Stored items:
═══

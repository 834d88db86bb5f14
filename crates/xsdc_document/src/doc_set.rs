//! Dense arena of downloaded documents.

use crate::model::SchemaDocument;
use serde::{Deserialize, Serialize};
use std::sync::Arc;

/// Opaque, copyable ID for a document in a [`DocumentSet`].
#[derive(Clone, Copy, PartialEq, Eq, Hash, Debug, Serialize, Deserialize)]
pub struct DocId(u32);

impl DocId {
    /// Creates an ID from a raw `u32` index.
    pub fn from_raw(index: u32) -> Self {
        Self(index)
    }

    /// Returns the raw `u32` index.
    pub fn as_raw(self) -> u32 {
        self.0
    }
}

/// Arena of all documents pulled into one compilation.
///
/// Documents are appended and never removed, so IDs stay stable for the
/// lifetime of the set. Documents are held behind `Arc` because the digest
/// cache hands out the same document object for multiple URLs.
#[derive(Default)]
pub struct DocumentSet {
    docs: Vec<Arc<SchemaDocument>>,
}

impl DocumentSet {
    /// Creates an empty document set.
    pub fn new() -> Self {
        Self { docs: Vec::new() }
    }

    /// Adds a document and returns its ID.
    pub fn add(&mut self, doc: SchemaDocument) -> DocId {
        let id = DocId::from_raw(self.docs.len() as u32);
        self.docs.push(Arc::new(doc));
        id
    }

    /// Returns the document with the given ID.
    ///
    /// # Panics
    ///
    /// Panics if the ID is out of bounds.
    pub fn get(&self, id: DocId) -> &Arc<SchemaDocument> {
        &self.docs[id.as_raw() as usize]
    }

    /// Returns the number of documents in the set.
    pub fn len(&self) -> usize {
        self.docs.len()
    }

    /// Returns `true` if the set holds no documents.
    pub fn is_empty(&self) -> bool {
        self.docs.is_empty()
    }

    /// Iterates over `(id, document)` pairs in insertion order.
    pub fn iter(&self) -> impl Iterator<Item = (DocId, &Arc<SchemaDocument>)> {
        self.docs
            .iter()
            .enumerate()
            .map(|(i, d)| (DocId::from_raw(i as u32), d))
    }
}

#[cfg(test)]
mod tests {
    use super::*;
    use crate::properties::DocumentProperties;
    use xsdc_common::ContentHash;

    fn doc(url: &str) -> SchemaDocument {
        SchemaDocument::empty(
            None,
            DocumentProperties::new(url, ContentHash::from_bytes(url.as_bytes())),
        )
    }

    #[test]
    fn ids_are_stable() {
        let mut set = DocumentSet::new();
        let a = set.add(doc("file:///a.xsd"));
        let b = set.add(doc("file:///b.xsd"));
        assert_ne!(a, b);
        assert_eq!(set.get(a).properties.source_url, "file:///a.xsd");
        assert_eq!(set.get(b).properties.source_url, "file:///b.xsd");
    }

    #[test]
    fn iter_in_order() {
        let mut set = DocumentSet::new();
        set.add(doc("file:///a.xsd"));
        set.add(doc("file:///b.xsd"));
        let urls: Vec<_> = set
            .iter()
            .map(|(_, d)| d.properties.source_url.clone())
            .collect();
        assert_eq!(urls, vec!["file:///a.xsd", "file:///b.xsd"]);
    }
}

═══

The string "Panics" marks the lines to copy; report each of them from the data above.

    /// # Panics
    /// Panics if the ID is out of bounds.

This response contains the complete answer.